1. Field of the Invention
The present invention relates to an ink jet printing apparatus and a method for a print head recovery.
2. Description of the Related Art
An ink jet printing apparatus performs a printing operation by ejecting ink onto a print medium from an array of nozzles in a print head. A variety of methods are available for ejecting ink from the nozzles. Typical methods include a bubble-jet printing method and a piezoelectric method. The bubble-jet printing method energizes heaters provided one in each of the nozzles according to drive pulses to generate and apply a heat energy to ink in each nozzle, forming a bubble in ink in the nozzle through film boiling so that the bubble as it expands in the nozzle expels by its pressure a predetermined amount of ink from the nozzle. The bubble-jet printing method, however, has a drawback that, when ink is ejected, a part, though small, of the bubble that was generated by film boiling may remain in an ink path. This residual bubble is moved along the flow of ink and accumulated in an ink chamber. Each time the ejection operation is performed, a residual bubble accumulates. As the printing operation continues, the volume of accumulated residual bubbles increases, with small bubbles combining together into larger ones.
When the residual bubbles exceed a certain volume, a printing failure occurs. For example, a residual bubble that has grown large in the ink chamber interferes with a smooth flow of ink and may prevent the ink from being supplied well to the nozzle side, resulting in an ejection failure. Conventional measures to cope with such a printing failure include the following recovery operation.
This recovery operation involves counting the number of ejections executed after the start of a printing operation to determine the accumulated number of ejections for each print head and, when the accumulated number of ejections reaches a predetermined value, temporarily stopping the printing operation to perform a variety of recovery operations such as an ink suction operation and a preliminary ejection operation (see Japanese Patent Application Laying-Open No. 8-132648 (1996)).
As described above, the conventional recovery operation determines an execution of the recovery operation based on the accumulated number of ejections for the entire print head. However, depending on a structure of the ink chamber in the print head, some of the nozzles in the print head easily build up bubbles while others do not. In other words, bubbles do not accumulate uniformly over the entire print head. More specifically, those nozzles close to an ink supply port do not easily build up bubbles. Since the residual bubbles produced in the nozzles near the ink supply port are carried away by the ink being supplied from the ink supply port, the residual bubbles tend to accumulate more at locations farther away from the ink supply port. And at ends of the nozzle column, the portions which are farthest from the ink supply port, the residual bubbles are most likely to build up.

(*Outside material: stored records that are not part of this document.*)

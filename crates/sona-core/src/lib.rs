//! sona-core
//!
//! Pure domain types for the Sona screening agent: severity levels and bands,
//! the PHQ-9 question list, and the assessment result aggregate. No AWS
//! dependency — this is the shared vocabulary of the system.

pub mod models;
pub mod questions;
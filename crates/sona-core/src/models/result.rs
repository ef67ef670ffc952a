use serde::{Deserialize, Serialize};
use uuid::Uuid;

use crate::models::severity::{SeverityBand, SeverityLevel};
use crate::questions::QUESTION_COUNT;

/// The outcome of one completed screening session.
///
/// Created only when all nine questions have been answered, and immutable
/// once produced. The total is derived from the responses at construction;
/// the two can never disagree.
#[derive(Debug, Clone, Serialize, Deserialize)]
pub struct AssessmentResult {
    pub id: Uuid,
    /// Per-question severity levels, in administration order.
    pub responses: [SeverityLevel; QUESTION_COUNT],
    /// Sum of the per-question scores. Always 0..=27.
    pub total: u8,
    pub band: SeverityBand,
    pub completed_at: jiff::Timestamp,
}

impl AssessmentResult {
    /// Finalize a session's responses into a result.
    pub fn from_responses(responses: [SeverityLevel; QUESTION_COUNT]) -> Self {
        let total = responses.iter().map(|r| r.score()).sum();
        Self {
            id: Uuid::new_v4(),
            responses,
            total,
            band: SeverityBand::from_total(total),
            completed_at: jiff::Timestamp::now(),
        }
    }

    /// Spoken summary of the score and band.
    pub fn summary(&self) -> String {
        format!(
            "You scored {} out of 27, which indicates {}.",
            self.total,
            self.band.label()
        )
    }

    /// Recommendation text for the derived band.
    pub fn recommendation(&self) -> &'static str {
        self.band.recommendation()
    }
}
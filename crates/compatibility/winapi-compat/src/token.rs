//! 访问令牌（Access Token）
//!
//! The process token only answers `GetTokenInformation`. Structures that
//! embed a `PSID` are laid out with the SID bytes directly after the fixed
//! part, so the pointer depends on where the caller's buffer lives.

use emu_core::memory::pack;
use emu_core::Endian;

use crate::consts::*;
use crate::sid::Sid;

#[derive(Debug, Clone, PartialEq, Eq)]
pub struct Token {
    pub user: Sid,
    pub integrity: Sid,
    pub elevated: bool,
    pub ui_access: bool,
}

/// RID of the emulated user account inside its machine domain
pub const USER_RID: u32 = 1000;
const MACHINE_DOMAIN: [u32; 4] = [21, 0x4d2_1a0b, 0x1f37_c2e0, 0x3a5b_9c11];

impl Token {
    /// Token of the emulated principal
    pub fn for_principal(privileged: bool) -> Self {
        let mut user = MACHINE_DOMAIN.to_vec();
        user.push(USER_RID);
        let rid = if privileged {
            SECURITY_MANDATORY_HIGH_RID
        } else {
            SECURITY_MANDATORY_MEDIUM_RID
        };
        Self {
            user: Sid::nt(&user),
            integrity: Sid::new(SECURITY_MANDATORY_LABEL_AUTHORITY, &[rid]),
            elevated: privileged,
            ui_access: false,
        }
    }

    /// Encoded information for `class`, as placed at `dest`
    ///
    /// The length never depends on `dest`. Returns `None` for classes with no
    /// data behind them.
    pub fn information(&self, class: u32, dest: u64, pointer_size: usize, endian: Endian) -> Option<Vec<u8>> {
        let dword = |v: u32| pack(v as u64, 4, endian);
        match class {
            TOKEN_USER => Some(sid_and_attributes(&self.user, 0, dest, pointer_size, endian)),
            TOKEN_GROUPS => {
                // GroupCount = 0 followed by one zeroed SID_AND_ATTRIBUTES
                let header = pointer_size.max(4);
                Some(vec![0u8; header + 2 * pointer_size])
            }
            TOKEN_ELEVATION_TYPE => Some(dword(if self.elevated {
                TOKEN_ELEVATION_TYPE_FULL
            } else {
                TOKEN_ELEVATION_TYPE_LIMITED
            })),
            TOKEN_ELEVATION => Some(dword(self.elevated as u32)),
            TOKEN_INTEGRITY_LEVEL => Some(sid_and_attributes(
                &self.integrity,
                SE_GROUP_INTEGRITY,
                dest,
                pointer_size,
                endian,
            )),
            TOKEN_UI_ACCESS => Some(dword(self.ui_access as u32)),
            _ => None,
        }
    }
}

/// `SID_AND_ATTRIBUTES` followed by the SID it points at
fn sid_and_attributes(sid: &Sid, attributes: u32, dest: u64, pointer_size: usize, endian: Endian) -> Vec<u8> {
    let fixed = 2 * pointer_size;
    let mut out = pack(dest.wrapping_add(fixed as u64), pointer_size, endian);
    out.extend_from_slice(&pack(attributes as u64, 4, endian));
    out.resize(fixed, 0);
    out.extend_from_slice(&sid.to_bytes());
    out
}

#[cfg(test)]
mod tests {
    use super::*;

    #[test]
    fn test_token_user_layout() {
        let token = Token::for_principal(true);
        let info = token.information(TOKEN_USER, 0x1000, 4, Endian::Little).unwrap();
        assert_eq!(info.len(), 8 + token.user.size());
        assert_eq!(&info[..4], &0x1008u32.to_le_bytes());
        assert_eq!(&info[8..], token.user.to_bytes().as_slice());

        let wide = token.information(TOKEN_USER, 0x1000, 8, Endian::Little).unwrap();
        assert_eq!(wide.len(), 16 + token.user.size());
        assert_eq!(&wide[..8], &0x1010u64.to_le_bytes());
    }

    #[test]
    fn test_length_does_not_depend_on_destination() {
        let token = Token::for_principal(false);
        for class in [TOKEN_USER, TOKEN_GROUPS, TOKEN_INTEGRITY_LEVEL, TOKEN_ELEVATION] {
            let a = token.information(class, 0, 8, Endian::Little).unwrap();
            let b = token.information(class, 0x7fff_0000, 8, Endian::Little).unwrap();
            assert_eq!(a.len(), b.len());
        }
    }

    #[test]
    fn test_elevation_follows_privilege() {
        let admin = Token::for_principal(true);
        let user = Token::for_principal(false);
        assert_eq!(admin.information(TOKEN_ELEVATION, 0, 4, Endian::Little).unwrap(), vec![1, 0, 0, 0]);
        assert_eq!(user.information(TOKEN_ELEVATION_TYPE, 0, 4, Endian::Little).unwrap(), vec![3, 0, 0, 0]);
        assert_eq!(user.integrity.sub_authorities, [SECURITY_MANDATORY_MEDIUM_RID]);

        let label = admin.information(TOKEN_INTEGRITY_LEVEL, 0, 4, Endian::Little).unwrap();
        assert_eq!(&label[4..8], &SE_GROUP_INTEGRITY.to_le_bytes());
        assert!(admin.information(TOKEN_PRIVILEGES, 0, 4, Endian::Little).is_none());
    }

    #[test]
    fn test_layout_follows_byte_order() {
        let token = Token::for_principal(true);
        let label = token
            .information(TOKEN_INTEGRITY_LEVEL, 0x2000, 4, Endian::Big)
            .unwrap();
        assert_eq!(&label[..4], &0x2008u32.to_be_bytes());
        assert_eq!(&label[4..8], &SE_GROUP_INTEGRITY.to_be_bytes());
        assert_eq!(
            token.information(TOKEN_ELEVATION, 0, 4, Endian::Big).unwrap(),
            vec![0, 0, 0, 1]
        );
    }
}
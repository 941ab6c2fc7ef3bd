//! x86-64

use emu_core::GuestArch;

use super::{RegDef, RegTable};

const REGS: &[RegDef] = &[
    RegDef::full("rax", 0, 64),
    RegDef::zx("eax", 0, 32),
    RegDef::sub("ax", 0, 0, 16),
    RegDef::sub("al", 0, 0, 8),
    RegDef::sub("ah", 0, 8, 8),
    RegDef::full("rbx", 1, 64),
    RegDef::zx("ebx", 1, 32),
    RegDef::sub("bx", 1, 0, 16),
    RegDef::sub("bl", 1, 0, 8),
    RegDef::sub("bh", 1, 8, 8),
    RegDef::full("rcx", 2, 64),
    RegDef::zx("ecx", 2, 32),
    RegDef::sub("cx", 2, 0, 16),
    RegDef::sub("cl", 2, 0, 8),
    RegDef::sub("ch", 2, 8, 8),
    RegDef::full("rdx", 3, 64),
    RegDef::zx("edx", 3, 32),
    RegDef::sub("dx", 3, 0, 16),
    RegDef::sub("dl", 3, 0, 8),
    RegDef::sub("dh", 3, 8, 8),
    RegDef::full("rsi", 4, 64),
    RegDef::zx("esi", 4, 32),
    RegDef::sub("si", 4, 0, 16),
    RegDef::sub("sil", 4, 0, 8),
    RegDef::full("rdi", 5, 64),
    RegDef::zx("edi", 5, 32),
    RegDef::sub("di", 5, 0, 16),
    RegDef::sub("dil", 5, 0, 8),
    RegDef::full("rbp", 6, 64),
    RegDef::zx("ebp", 6, 32),
    RegDef::sub("bp", 6, 0, 16),
    RegDef::sub("bpl", 6, 0, 8),
    RegDef::full("rsp", 7, 64),
    RegDef::zx("esp", 7, 32),
    RegDef::sub("sp", 7, 0, 16),
    RegDef::sub("spl", 7, 0, 8),
    RegDef::full("r8", 8, 64),
    RegDef::zx("r8d", 8, 32),
    RegDef::sub("r8w", 8, 0, 16),
    RegDef::sub("r8b", 8, 0, 8),
    RegDef::full("r9", 9, 64),
    RegDef::zx("r9d", 9, 32),
    RegDef::sub("r9w", 9, 0, 16),
    RegDef::sub("r9b", 9, 0, 8),
    RegDef::full("r10", 10, 64),
    RegDef::zx("r10d", 10, 32),
    RegDef::sub("r10w", 10, 0, 16),
    RegDef::sub("r10b", 10, 0, 8),
    RegDef::full("r11", 11, 64),
    RegDef::zx("r11d", 11, 32),
    RegDef::sub("r11w", 11, 0, 16),
    RegDef::sub("r11b", 11, 0, 8),
    RegDef::full("r12", 12, 64),
    RegDef::zx("r12d", 12, 32),
    RegDef::sub("r12w", 12, 0, 16),
    RegDef::sub("r12b", 12, 0, 8),
    RegDef::full("r13", 13, 64),
    RegDef::zx("r13d", 13, 32),
    RegDef::sub("r13w", 13, 0, 16),
    RegDef::sub("r13b", 13, 0, 8),
    RegDef::full("r14", 14, 64),
    RegDef::zx("r14d", 14, 32),
    RegDef::sub("r14w", 14, 0, 16),
    RegDef::sub("r14b", 14, 0, 8),
    RegDef::full("r15", 15, 64),
    RegDef::zx("r15d", 15, 32),
    RegDef::sub("r15w", 15, 0, 16),
    RegDef::sub("r15b", 15, 0, 8),
    RegDef::full("rip", 16, 64),
    RegDef::zx("eip", 16, 32),
    RegDef::sub("ip", 16, 0, 16),
    RegDef::full("rflags", 17, 64),
    RegDef::zx("eflags", 17, 32),
    RegDef::full("cs", 18, 16),
    RegDef::full("ds", 19, 16),
    RegDef::full("es", 20, 16),
    RegDef::full("fs", 21, 16),
    RegDef::full("gs", 22, 16),
    RegDef::full("ss", 23, 16),
    RegDef::full("fs_base", 24, 64),
    RegDef::full("gs_base", 25, 64),
    RegDef::full("cr0", 26, 64),
    RegDef::full("cr3", 27, 64),
    RegDef::full("cr4", 28, 64),
];

pub static TABLE: RegTable = RegTable {
    arch: GuestArch::X8664,
    regs: REGS,
    pc: "rip",
    sp: "rsp",
    flags: Some("rflags"),
    link: None,
};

In a long print head such as a full-line head, only a part of nozzles of the print head may be used frequently depending on an image pattern being printed. Even if the total number of ejections for the print head as a whole is small, those nozzles that are put to concentrated use develop large bubbles, causing ejection failures.
Despite the fact that the buildup of residual bubbles varies according to the nozzle positions and that not all the nozzles of the print head are operated uniformly, the prior art executes the recovery operation when the total number of ejections for the print head as a whole reaches a predetermined threshold value. As a result, the recovery operation cannot in some cases be performed at an appropriate timing. To alleviate this problem it has been a conventional practice to determine the threshold value by performing printing operations under a variety of conditions that cause printing failures and which change depending on the liquid chamber structure in the print head and an image pattern being printed, and then selecting a threshold value for the worst condition. This requires the recovery operation to be performed frequently and ink is therefore wasted.